- Directions -
Scan the entries that follow for the word "UploadedFile", then report every line in which it appears.

===== Supplied data

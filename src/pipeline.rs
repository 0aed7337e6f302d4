//! Per-file processing state and headless batch runs.
//!
//! A [`Session`] holds every uploaded file in upload order, each in its own
//! slot. Files that parsed successfully get a [`FileContext`], which walks
//! through the stages
//!
//! ```text
//! Uploaded -> Parsed -> (Cleaned)? -> (ColumnsSelected)? -> (Visualized)? -> Exported
//! ```
//!
//! Stages can be re-run in any order; charts and exports always reflect the
//! table at the moment they are produced. A file that fails never affects the
//! other files of the session.
//!
//! # Example: converting a batch headlessly
//!
//! ```no_run
//! use datasweeper::pipeline::{PipelineSpec, run_batch};
//! use datasweeper::upload::{FileFormat, UploadedFile};
//!
//! let mut spec = PipelineSpec::new("tidy");
//! spec.cleaning.remove_duplicates = true;
//! spec.output.format = FileFormat::Xlsx;
//!
//! let files = vec![UploadedFile::from_path("sales.csv")?];
//! let report = run_batch(files, &spec);
//! println!("{}", report.summary());
//! # Ok::<(), Box<dyn std::error::Error>>(())
//! ```

pub mod context;
pub mod executor;
pub mod session;
pub mod spec;

pub use context::{FileContext, Stage};
pub use executor::{BatchReport, FileOutcome, FileRun, RunReport, run_batch, run_file};
pub use session::{FileId, FileSlot, Session};
pub use spec::{OutputConfig, PipelineSpec, SPEC_VERSION};
//! Pipeline specification data structures.
//!
//! A spec bundles the choices a user makes for one pass over a batch of files,
//! so the same pass can be saved as JSON and replayed from the command line.

use crate::cleaning::CleaningOptions;
use crate::export::ConversionRequest;
use crate::selection::ColumnSelection;
use crate::upload::FileFormat;
use anyhow::{Context as _, Result, ensure};
use serde::{Deserialize, Serialize};
use std::path::{Path, PathBuf};

/// Current pipeline spec version
pub const SPEC_VERSION: &str = "0.1";

/// Root pipeline specification structure
#[derive(Debug, Clone, PartialEq, Eq, Serialize, Deserialize)]
pub struct PipelineSpec {
    /// Specification version for future migrations
    pub version: String,

    /// Human-readable pipeline name
    pub name: String,

    /// Cleaning operations to apply, de-duplication first
    #[serde(default)]
    pub cleaning: CleaningOptions,

    /// Columns to keep
    #[serde(default)]
    pub columns: ColumnSelection,

    /// Whether to produce chart data for each file
    #[serde(default)]
    pub visualize: bool,

    /// Export configuration
    #[serde(default)]
    pub output: OutputConfig,
}

impl PipelineSpec {
    /// Create a new pipeline spec with default settings
    pub fn new(name: impl Into<String>) -> Self {
        Self {
            version: SPEC_VERSION.to_owned(),
            name: name.into(),
            cleaning: CleaningOptions::default(),
            columns: ColumnSelection::All,
            visualize: false,
            output: OutputConfig::default(),
        }
    }

    /// Load a pipeline spec from a JSON file
    pub fn from_file(path: impl AsRef<Path>) -> Result<Self> {
        let path = path.as_ref();
        let content = std::fs::read_to_string(path)
            .with_context(|| format!("Failed to read pipeline spec {}", path.display()))?;
        Self::from_json(&content)
    }

    /// Parse a pipeline spec from JSON string
    pub fn from_json(json: &str) -> Result<Self> {
        let spec: Self = serde_json::from_str(json).context("Failed to parse pipeline spec JSON")?;
        ensure!(
            spec.version == SPEC_VERSION,
            "Unsupported pipeline spec version '{}' (expected {SPEC_VERSION})",
            spec.version
        );
        Ok(spec)
    }

    /// Save pipeline spec to a JSON file
    pub fn to_file(&self, path: impl AsRef<Path>) -> Result<()> {
        let json = self.to_json()?;
        std::fs::write(path.as_ref(), json).context("Failed to write pipeline spec file")
    }

    /// Serialize pipeline spec to JSON string
    pub fn to_json(&self) -> Result<String> {
        serde_json::to_string_pretty(self).context("Failed to serialize pipeline spec")
    }

    pub fn conversion(&self) -> ConversionRequest {
        ConversionRequest::new(self.output.format)
    }
}

/// Output configuration
#[derive(Debug, Clone, Default, PartialEq, Eq, Serialize, Deserialize)]
#[serde(default)]
pub struct OutputConfig {
    /// Target format (`csv` or `xlsx`, `excel` is accepted as an alias)
    pub format: FileFormat,

    /// Directory artifacts are written to by the command line
    pub dir: Option<PathBuf>,

    /// Replace existing artifacts
    pub overwrite: bool,
}
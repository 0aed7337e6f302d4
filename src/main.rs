//! # Data Sweeper command line
//!
//! ```bash
//! datasweeper preview sales.csv --rows 10
//! datasweeper convert sales.csv report.xlsx --dedup --fill-missing --to excel
//! ```
//!
//! Settings are read from `<config dir>/datasweeper/config.json`; flags win
//! over settings. The exit status is non-zero when any file failed.

#![warn(clippy::all, rust_2018_idioms)]
#![expect(clippy::print_stdout)] // Allow println! in main binary

mod cli;

use clap::Parser as _;
use datasweeper::config::SweeperConfig;
use datasweeper::logging::{self, LoggingOptions};
use std::process::ExitCode;

fn main() -> Result<ExitCode, Box<dyn std::error::Error>> {
    let cli = cli::Cli::parse();

    let (config, config_error) = match SweeperConfig::load() {
        Ok(config) => (config, None),
        Err(err) => (SweeperConfig::default(), Some(err)),
    };

    logging::init(&LoggingOptions {
        default_filter: None,
        log_to_file: cli.log_file || config.log_to_file,
    })?;
    if let Some(err) = config_error {
        tracing::warn!("Using default settings: {err:#}");
    }

    if cli::run_command(cli.command, &config)? {
        Ok(ExitCode::SUCCESS)
    } else {
        Ok(ExitCode::FAILURE)
    }
}
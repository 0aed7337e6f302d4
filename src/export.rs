//! Turning the current table into a downloadable artifact.

use crate::error::{Result, ResultExt as _, SweeperError};
use crate::io;
use crate::upload::FileFormat;
use polars::prelude::DataFrame;
use serde::{Deserialize, Serialize};
use std::path::{Path, PathBuf};

/// Target of a conversion.
#[derive(Debug, Clone, Copy, Default, PartialEq, Eq, Serialize, Deserialize)]
#[serde(default)]
pub struct ConversionRequest {
    pub target_format: FileFormat,
}

impl ConversionRequest {
    pub fn new(target_format: FileFormat) -> Self {
        Self { target_format }
    }
}

/// Bytes ready to hand to the user, with their name and MIME type.
#[derive(Clone)]
pub struct ExportArtifact {
    pub file_name: String,
    pub mime_type: &'static str,
    pub bytes: Vec<u8>,
}

impl std::fmt::Debug for ExportArtifact {
    fn fmt(&self, f: &mut std::fmt::Formatter<'_>) -> std::fmt::Result {
        f.debug_struct("ExportArtifact")
            .field("file_name", &self.file_name)
            .field("mime_type", &self.mime_type)
            .field("len", &self.bytes.len())
            .finish()
    }
}

impl ExportArtifact {
    /// Save the artifact under `dir`, creating the directory if needed.
    ///
    /// An existing file is only replaced when `overwrite` is set.
    pub fn write_to(&self, dir: &Path, overwrite: bool) -> Result<PathBuf> {
        std::fs::create_dir_all(dir)
            .with_context(|| format!("Failed to create {}", dir.display()))?;

        let path = dir.join(&self.file_name);
        if path.exists() && !overwrite {
            return Err(SweeperError::export(
                &self.file_name,
                format!("{} already exists", path.display()),
            ));
        }

        std::fs::write(&path, &self.bytes)
            .with_context(|| format!("Failed to write {}", path.display()))?;
        tracing::info!(path = %path.display(), bytes = self.bytes.len(), "Wrote artifact");
        Ok(path)
    }
}

/// Replace every non-alphanumeric character with `_`.
///
/// Letters and digits from any script are kept, so `Café 2` becomes `Café_2`.
pub fn sanitize_name(name: &str) -> String {
    name.chars()
        .map(|c| if c.is_alphanumeric() { c } else { '_' })
        .collect()
}

/// Name of the exported file: the sanitised source name plus the target
/// extension. The source extension is kept, sanitised, in the stem.
pub fn artifact_name(source_name: &str, format: FileFormat) -> String {
    format!("{}.{}", sanitize_name(source_name), format.extension())
}

/// Serialise `df` in the requested format.
pub fn export(
    source_name: &str,
    df: &DataFrame,
    request: &ConversionRequest,
) -> Result<ExportArtifact> {
    let format = request.target_format;
    let bytes = io::write_table(source_name, df, format)?;
    let artifact = ExportArtifact {
        file_name: artifact_name(source_name, format),
        mime_type: format.mime_type(),
        bytes,
    };

    tracing::info!(
        file = source_name,
        artifact = artifact.file_name.as_str(),
        format = format.label(),
        "Exported table"
    );
    Ok(artifact)
}
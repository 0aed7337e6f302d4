use super::infer::{self, Cell};
use crate::table::ColumnKind;
use anyhow::{Context as _, Result, anyhow};
use calamine::{Data, Reader, Xlsx};
use polars::prelude::{Column, DataFrame, DataType, PolarsResult, TimeUnit};
use rust_xlsxwriter::{Format, Workbook, Worksheet};
use std::io::Cursor;

/// Days between the spreadsheet epoch (1899-12-30) and the Unix epoch.
const UNIX_EPOCH_SERIAL: f64 = 25_569.0;
const MILLIS_PER_DAY: f64 = 86_400_000.0;

/// Parse the first worksheet of an XLSX workbook into a typed table.
///
/// The first row of the sheet's used range is the header.
pub fn read(bytes: &[u8]) -> Result<DataFrame> {
    let mut workbook: Xlsx<_> = Xlsx::new(Cursor::new(bytes))
        .map_err(|e| anyhow!("Not a readable XLSX workbook: {e}"))?;

    let range = workbook
        .worksheet_range_at(0)
        .ok_or_else(|| anyhow!("Workbook has no worksheets"))?
        .map_err(|e| anyhow!("Failed to read first worksheet: {e}"))?;

    let mut rows = range.rows();
    let Some(header) = rows.next() else {
        return Ok(DataFrame::empty());
    };

    let names = infer::header_names(header.iter().map(header_text));
    let mut cells: Vec<Vec<Cell>> = vec![Vec::new(); names.len()];
    for row in rows {
        for (column, value) in cells.iter_mut().zip(row) {
            column.push(cell_from_data(value));
        }
    }

    let columns = names
        .iter()
        .zip(&cells)
        .map(|(name, column_cells)| {
            let kind = infer::classify(column_cells);
            tracing::debug!(column = name.as_str(), ?kind, "Classified XLSX column");
            infer::build_column(name, column_cells, kind)
        })
        .collect::<PolarsResult<Vec<_>>>()?;

    let df = DataFrame::new(columns).context("Failed to assemble table")?;
    tracing::debug!(rows = df.height(), columns = df.width(), "Parsed XLSX");
    Ok(df)
}

fn header_text(value: &Data) -> String {
    match value {
        Data::Empty => String::new(),
        Data::String(s) => s.clone(),
        Data::Float(v) => whole_number(*v).map_or_else(|| v.to_string(), |n| n.to_string()),
        other => other.to_string(),
    }
}

/// Classify a cell from its stored metadata.
fn cell_from_data(value: &Data) -> Cell {
    match value {
        Data::Empty | Data::Error(_) => Cell::Missing,
        Data::Int(v) => Cell::Int(*v),
        // numbers are stored as floats; whole ones read back as integers
        Data::Float(v) => whole_number(*v).map_or(Cell::Float(*v), Cell::Int),
        Data::Bool(v) => Cell::Bool(*v),
        Data::String(s) => Cell::Text(s.clone()),
        Data::DateTime(dt) if dt.is_datetime() => Cell::DateTime(serial_to_millis(dt.as_f64())),
        Data::DateTime(dt) => Cell::Float(dt.as_f64()),
        Data::DateTimeIso(s) => {
            infer::parse_datetime(s).map_or_else(|| Cell::Text(s.clone()), Cell::DateTime)
        }
        Data::DurationIso(s) => Cell::Text(s.clone()),
    }
}

fn whole_number(v: f64) -> Option<i64> {
    // beyond 2^53 floats stop being exact integers
    if v.fract() == 0.0 && v.abs() < 9_007_199_254_740_992.0 {
        Some(v as i64)
    } else {
        None
    }
}

fn serial_to_millis(serial: f64) -> i64 {
    ((serial - UNIX_EPOCH_SERIAL) * MILLIS_PER_DAY).round() as i64
}

fn millis_to_serial(ms: i64) -> f64 {
    ms as f64 / MILLIS_PER_DAY + UNIX_EPOCH_SERIAL
}

/// Serialise a table as a single-sheet workbook with a bold header row.
pub fn write(df: &DataFrame) -> Result<Vec<u8>> {
    let mut workbook = Workbook::new();
    let worksheet = workbook.add_worksheet();

    let header_format = Format::new().set_bold();
    let date_format = Format::new().set_num_format("yyyy-mm-dd hh:mm:ss");

    for (col_idx, column) in df.get_columns().iter().enumerate() {
        let col_idx = u16::try_from(col_idx).context("Too many columns for a worksheet")?;
        worksheet
            .write_string_with_format(0, col_idx, column.name().as_str(), &header_format)
            .with_context(|| format!("Failed to write header at column {col_idx}"))?;
        write_column(worksheet, col_idx, column, &date_format)
            .with_context(|| format!("Failed to write column '{}'", column.name()))?;
    }

    worksheet.autofit();

    workbook
        .save_to_buffer()
        .context("Failed to save workbook to buffer")
}

fn write_column(
    worksheet: &mut Worksheet,
    col_idx: u16,
    column: &Column,
    date_format: &Format,
) -> Result<()> {
    let series = column.as_materialized_series();

    match series.dtype() {
        DataType::Datetime(..) | DataType::Date => {
            let millis = series
                .cast(&DataType::Datetime(TimeUnit::Milliseconds, None))?
                .cast(&DataType::Int64)?;
            for (row_idx, value) in millis.i64()?.into_iter().enumerate() {
                if let Some(ms) = value {
                    worksheet.write_number_with_format(
                        excel_row(row_idx)?,
                        col_idx,
                        millis_to_serial(ms),
                        date_format,
                    )?;
                }
            }
        }
        dtype if ColumnKind::of(dtype) == ColumnKind::Numeric => {
            let values = series.cast(&DataType::Float64)?;
            for (row_idx, value) in values.f64()?.into_iter().enumerate() {
                // blank cells for missing and non-finite values
                if let Some(v) = value.filter(|v| v.is_finite()) {
                    worksheet.write_number(excel_row(row_idx)?, col_idx, v)?;
                }
            }
        }
        DataType::Boolean => {
            for (row_idx, value) in series.bool()?.into_iter().enumerate() {
                if let Some(v) = value {
                    worksheet.write_boolean(excel_row(row_idx)?, col_idx, v)?;
                }
            }
        }
        _ => {
            let text = series.cast(&DataType::String)?;
            for (row_idx, value) in text.str()?.into_iter().enumerate() {
                if let Some(v) = value {
                    worksheet.write_string(excel_row(row_idx)?, col_idx, v)?;
                }
            }
        }
    }

    Ok(())
}

/// Sheet row for a table row; row 0 holds the header.
fn excel_row(row_idx: usize) -> Result<u32> {
    u32::try_from(row_idx + 1).context("Too many rows for a worksheet")
}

==========

- Finished exercise -
//! use datasweeper::upload::{FileFormat, UploadedFile};
//! let files = vec![UploadedFile::from_path("sales.csv")?];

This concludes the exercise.